◆ Exercise prompt
Reproduce the full listing that follows, matching it exactly.
****
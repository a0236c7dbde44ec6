//! Observability subsystem.
//!
//! # Data Flow
//! ```text
//! pipeline / guard / auth produce:
//!     → logging.rs (structured log events via tracing)
//!     → metrics.rs (counters, histograms via the metrics facade)
//!
//! Consumers:
//!     → stderr log output (CLI) or the embedding app's subscriber
//!     → whatever metrics recorder the embedding app installs
//! ```
//!
//! # Design Decisions
//! - Request ID flows through every log line of a logical request
//! - Tokens are never logged

pub mod logging;
pub mod metrics;
//! Input sanitization applied to every string before submission.

use serde_json::{Map, Value};

/// Entities produced by [`sanitize_str`]. An `&` that already opens one of
/// these is kept as-is so sanitizing twice changes nothing.
const ENTITIES: [&str; 5] = ["&amp;", "&lt;", "&gt;", "&quot;", "&#x27;"];

/// Trim surrounding whitespace and HTML-escape `& < > " '`.
pub fn sanitize_str(input: &str) -> String {
    let trimmed = input.trim();
    let mut out = String::with_capacity(trimmed.len());

    for (i, c) in trimmed.char_indices() {
        match c {
            '&' if ENTITIES.iter().any(|e| trimmed[i..].starts_with(e)) => out.push('&'),
            '&' => out.push_str("&amp;"),
            '<' => out.push_str("&lt;"),
            '>' => out.push_str("&gt;"),
            '"' => out.push_str("&quot;"),
            '\'' => out.push_str("&#x27;"),
            c => out.push(c),
        }
    }

    out
}

/// Sanitize every string inside a JSON value, recursing into arrays and objects.
pub fn sanitize_value(value: Value) -> Value {
    match value {
        Value::String(s) => Value::String(sanitize_str(&s)),
        Value::Array(items) => Value::Array(items.into_iter().map(sanitize_value).collect()),
        Value::Object(map) => Value::Object(sanitize_payload(map)),
        other => other,
    }
}

/// Sanitize every string field of a form payload.
pub fn sanitize_payload(payload: Map<String, Value>) -> Map<String, Value> {
    payload
        .into_iter()
        .map(|(key, value)| (key, sanitize_value(value)))
        .collect()
}

#[cfg(test)]
mod tests {
    use super::*;
    use serde_json::json;

    #[test]
    fn test_trims_and_escapes() {
        assert_eq!(sanitize_str("  hello  "), "hello");
        assert_eq!(
            sanitize_str(r#"<script>alert("x")</script>"#),
            "&lt;script&gt;alert(&quot;x&quot;)&lt;/script&gt;"
        );
        assert_eq!(sanitize_str("Tom & Jerry's"), "Tom &amp; Jerry&#x27;s");
        assert_eq!(sanitize_str(""), "");
        assert_eq!(sanitize_str(" \t\n"), "");
    }

    #[test]
    fn test_idempotent() {
        let samples = [
            "plain",
            "  padded  ",
            "a & b",
            "&amp; already",
            "&am",
            "x&lt;y",
            r#"<a href="x">'q'</a>"#,
            "&&&;",
            "émoji 🎵 & <b>",
            " & ",
        ];
        for sample in samples {
            let once = sanitize_str(sample);
            assert_eq!(sanitize_str(&once), once, "not idempotent for {sample:?}");
        }
    }

    #[test]
    fn test_payload_only_touches_strings() {
        let payload = json!({
            "name": "  <Nova>  ",
            "budget": 1200,
            "active": true,
            "tags": [" rock ", "r&b"],
            "contact": {"email": " a@b.co "},
            "notes": null
        });
        let Value::Object(map) = payload else { unreachable!() };

        let sanitized = Value::Object(sanitize_payload(map));
        assert_eq!(
            sanitized,
            json!({
                "name": "&lt;Nova&gt;",
                "budget": 1200,
                "active": true,
                "tags": ["rock", "r&amp;b"],
                "contact": {"email": "a@b.co"},
                "notes": null
            })
        );
    }
}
****
◆ Written response
repository a0236c7dbde44ec6
//! Observability subsystem.
//!
//! # Data Flow
//! ```text
//! pipeline / guard / auth produce:
//!     → logging.rs (structured log events via tracing)
//!     → metrics.rs (counters, histograms via the metrics facade)
//!
//! Consumers:
//!     → stderr log output (CLI) or the embedding app's subscriber
//!     → whatever metrics recorder the embedding app installs
//! ```
//!
//! # Design Decisions
//! - Request ID flows through every log line of a logical request
//! - Tokens are never logged

pub mod logging;
pub mod metrics;
//! Input sanitization applied to every string before submission.

use serde_json::{Map, Value};

/// Entities produced by [`sanitize_str`]. An `&` that already opens one of
/// these is kept as-is so sanitizing twice changes nothing.
const ENTITIES: [&str; 5] = ["&amp;", "&lt;", "&gt;", "&quot;", "&#x27;"];

/// Trim surrounding whitespace and HTML-escape `& < > " '`.
pub fn sanitize_str(input: &str) -> String {
    let trimmed = input.trim();
    let mut out = String::with_capacity(trimmed.len());

    for (i, c) in trimmed.char_indices() {
        match c {
            '&' if ENTITIES.iter().any(|e| trimmed[i..].starts_with(e)) => out.push('&'),
            '&' => out.push_str("&amp;"),
            '<' => out.push_str("&lt;"),
            '>' => out.push_str("&gt;"),
            '"' => out.push_str("&quot;"),
            '\'' => out.push_str("&#x27;"),
            c => out.push(c),
        }
    }

    out
}

/// Sanitize every string inside a JSON value, recursing into arrays and objects.
pub fn sanitize_value(value: Value) -> Value {
    match value {
        Value::String(s) => Value::String(sanitize_str(&s)),
        Value::Array(items) => Value::Array(items.into_iter().map(sanitize_value).collect()),
        Value::Object(map) => Value::Object(sanitize_payload(map)),
        other => other,
    }
}

/// Sanitize every string field of a form payload.
pub fn sanitize_payload(payload: Map<String, Value>) -> Map<String, Value> {
    payload
        .into_iter()
        .map(|(key, value)| (key, sanitize_value(value)))
        .collect()
}

#[cfg(test)]
mod tests {
    use super::*;
    use serde_json::json;

    #[test]
    fn test_trims_and_escapes() {
        assert_eq!(sanitize_str("  hello  "), "hello");
        assert_eq!(
            sanitize_str(r#"<script>alert("x")</script>"#),
            "&lt;script&gt;alert(&quot;x&quot;)&lt;/script&gt;"
        );
        assert_eq!(sanitize_str("Tom & Jerry's"), "Tom &amp; Jerry&#x27;s");
        assert_eq!(sanitize_str(""), "");
        assert_eq!(sanitize_str(" \t\n"), "");
    }

    #[test]
    fn test_idempotent() {
        let samples = [
            "plain",
            "  padded  ",
            "a & b",
            "&amp; already",
            "&am",
            "x&lt;y",
            r#"<a href="x">'q'</a>"#,
            "&&&;",
            "émoji 🎵 & <b>",
            " & ",
        ];
        for sample in samples {
            let once = sanitize_str(sample);
            assert_eq!(sanitize_str(&once), once, "not idempotent for {sample:?}");
        }
    }

    #[test]
    fn test_payload_only_touches_strings() {
        let payload = json!({
            "name": "  <Nova>  ",
            "budget": 1200,
            "active": true,
            "tags": [" rock ", "r&b"],
            "contact": {"email": " a@b.co "},
            "notes": null
        });
        let Value::Object(map) = payload else { unreachable!() };

        let sanitized = Value::Object(sanitize_payload(map));
        assert_eq!(
            sanitized,
            json!({
                "name": "&lt;Nova&gt;",
                "budget": 1200,
                "active": true,
                "tags": ["rock", "r&amp;b"],
                "contact": {"email": "a@b.co"},
                "notes": null
            })
        );
    }
}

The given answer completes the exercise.